• _DESCRIPTION OF THE TASK_: Your answer should hold every line of the records below that contains the string "instrument".
#### INPUT
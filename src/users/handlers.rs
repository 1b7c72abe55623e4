use axum::{
    extract::State,
    http::StatusCode,
    routing::{get, post},
    Json, Router,
};
use tracing::{info, instrument};

use crate::{
    auth::{password::hash_password, CurrentUser},
    error::{is_unique_violation, ApiError},
    state::AppState,
    users::{
        dto::{CreateUserRequest, TokenRequest, TokenResponse, UpdateMeRequest, UserResponse},
        repo::User,
        service,
    },
};

pub fn user_routes() -> Router<AppState> {
    Router::new()
        .route("/users", post(create_user))
        .route("/users/token", post(obtain_token))
}

pub fn me_routes() -> Router<AppState> {
    Router::new().route("/users/me", get(get_me).put(update_me).patch(update_me))
}

#[instrument(skip(state, payload))]
pub async fn create_user(
    State(state): State<AppState>,
    Json(payload): Json<CreateUserRequest>,
) -> Result<(StatusCode, Json<UserResponse>), ApiError> {
    let user = service::create_user(
        &state.db,
        &payload.email,
        &payload.password,
        &payload.name,
        false,
        false,
    )
    .await?;

    Ok((StatusCode::CREATED, Json(user.into())))
}

#[instrument(skip(state, payload))]
pub async fn obtain_token(
    State(state): State<AppState>,
    Json(payload): Json<TokenRequest>,
) -> Result<Json<TokenResponse>, ApiError> {
    let user = service::authenticate(&state.db, &payload.email, &payload.password).await?;
    let token = state.tokens.issue(user.id).await?;
    info!(user_id = %user.id, "token issued");
    Ok(Json(TokenResponse { token }))
}

#[instrument(skip(user))]
pub async fn get_me(CurrentUser(user): CurrentUser) -> Result<Json<UserResponse>, ApiError> {
    Ok(Json(user.into()))
}

#[instrument(skip(state, user, payload))]
pub async fn update_me(
    State(state): State<AppState>,
    CurrentUser(user): CurrentUser,
    Json(payload): Json<UpdateMeRequest>,
) -> Result<Json<UserResponse>, ApiError> {
    let email = match payload.email.as_deref() {
        Some(raw) => {
            let email = service::normalize_email(raw);
            service::validate_email(&email)?;
            Some(email)
        }
        None => None,
    };

    let password_hash = match payload.password.as_deref() {
        Some(plain) => {
            service::validate_password(plain)?;
            Some(hash_password(plain)?)
        }
        None => None,
    };

    let updated = User::update_profile(
        &state.db,
        user.id,
        email.as_deref(),
        payload.name.as_deref(),
        password_hash.as_deref(),
    )
    .await
    .map_err(|e| {
        if is_unique_violation(&e) {
            ApiError::EmailTaken
        } else {
            ApiError::Internal(e)
        }
    })?;

    info!(user_id = %updated.id, "profile updated");
    Ok(Json(updated.into()))
}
########
• _SOLUTION FOR THIS EXERCISE_:
use tracing::{info, instrument};
#[instrument(skip(state, payload))]
#[instrument(skip(state, payload))]
#[instrument(skip(user))]
#[instrument(skip(state, user, payload))]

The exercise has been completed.